*What you are asked to do*
Take the data below and copy exactly the lines starting at the one with "Append all steps" and finishing at the one with "pub fn is_empty(&self)", both included.

*Information supplied*

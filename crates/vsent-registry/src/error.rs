//! Registry error types.

use thiserror::Error;

use vsent_models::{JobId, TransitionError};

pub type RegistryResult<T> = Result<T, RegistryError>;

#[derive(Debug, Error, PartialEq, Eq)]
pub enum RegistryError {
    #[error("Job not found: {0}")]
    NotFound(JobId),

    #[error("Rejected update for job {job_id}: {source}")]
    InvalidTransition {
        job_id: JobId,
        #[source]
        source: TransitionError,
    },
}

impl RegistryError {
    pub fn not_found(job_id: &JobId) -> Self {
        Self::NotFound(job_id.clone())
    }

    pub fn is_not_found(&self) -> bool {
        matches!(self, Self::NotFound(_))
    }
}
//! Pluggable workload pipeline.
//!
//! A [`Workload`] is an ordered list of [`WorkloadStep`]s. Before a step
//! runs, its progress and label are published to the registry, so a poller
//! always sees the phase currently in flight. The last step leaves the
//! result document in [`WorkloadContext::output`].

mod mock;

use std::sync::Arc;

use async_trait::async_trait;
use tokio_util::sync::CancellationToken;
use vsent_models::{AnalysisDocument, Job, JobId, SourceRef};
use vsent_registry::JobRegistry;

use crate::error::{WorkerError, WorkloadError};
use crate::logging::JobLogger;

pub use mock::{mock_analysis, MOCK_DURATION_SECS};

/// State handed from step to step while a job runs.
#[derive(Debug)]
pub struct WorkloadContext {
    pub job_id: JobId,
    pub source_ref: SourceRef,
    /// Display name of the payload (source stem)
    pub filename: String,
    /// Result document, filled in by the steps
    pub output: Option<AnalysisDocument>,
    cancel: CancellationToken,
}

impl WorkloadContext {
    pub fn new(job: &Job, cancel: CancellationToken) -> Self {
        Self {
            job_id: job.id.clone(),
            source_ref: job.source_ref.clone(),
            filename: job.source_ref.stem(),
            output: None,
            cancel,
        }
    }

    /// Whether the job has been asked to stop.
    pub fn is_cancelled(&self) -> bool {
        self.cancel.is_cancelled()
    }
}

/// One phase of a workload.
#[async_trait]
pub trait WorkloadStep: Send + Sync {
    /// Label published as the job's `current_step`.
    fn label(&self) -> &str;

    /// Progress published when the step starts.
    fn progress(&self) -> u8;

    async fn execute(&self, ctx: &mut WorkloadContext) -> Result<(), WorkloadError>;
}

/// Ordered sequence of steps.
#[derive(Clone, Default)]
pub struct Workload {
    steps: Vec<Arc<dyn WorkloadStep>>,
}

impl std::fmt::Debug for Workload {
    fn fmt(&self, f: &mut std::fmt::Formatter<'_>) -> std::fmt::Result {
        f.debug_list()
            .entries(self.steps.iter().map(|s| (s.label(), s.progress())))
            .finish()
    }
}

impl Workload {
    pub fn new() -> Self {
        Self::default()
    }

    /// Append a step.
    pub fn step(mut self, step: impl WorkloadStep + 'static) -> Self {
        self.steps.push(Arc::new(step));
        self
    }

    /// Append all steps of `other`.
    pub fn then(mut self, other: Workload) -> Self {
        self.steps.extend(other.steps);
        self
    }

    pub fn len(&self) -> usize {
        self.steps.len()
    }

    pub fn is_empty(&self) -> bool {
        self.steps.is_empty()
    }

    /// Labels of all steps, in order.
    pub fn labels(&self) -> Vec<&str> {
        self.steps.iter().map(|s| s.label()).collect()
    }

    /// Run every step against `ctx` and return the produced document.
    ///
    /// Cancellation is checked at each step boundary. A step whose declared
    /// progress is lower than what was already published is refused by the
    /// registry and fails the job.
    pub async fn run(
        &self,
        registry: &JobRegistry,
        mut ctx: WorkloadContext,
        logger: &JobLogger,
    ) -> Result<AnalysisDocument, WorkerError> {
        for step in &self.steps {
            if ctx.is_cancelled() {
                return Err(WorkerError::Cancelled);
            }

            let progress = step.progress();
            registry.update(&ctx.job_id, |job| job.advance(progress, step.label()))?;
            logger.log_progress(progress, step.label());

            step.execute(&mut ctx)
                .await
                .map_err(|e| WorkerError::step(step.label(), e))?;
        }

        if ctx.is_cancelled() {
            return Err(WorkerError::Cancelled);
        }
        ctx.output.take().ok_or(WorkerError::MissingOutput)
    }
}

*Solution for this problem*
    /// Append all steps of `other`.
    pub fn then(mut self, other: Workload) -> Self {
        self.steps.extend(other.steps);
        self
    }

    pub fn len(&self) -> usize {
        self.steps.len()
    }

    pub fn is_empty(&self) -> bool {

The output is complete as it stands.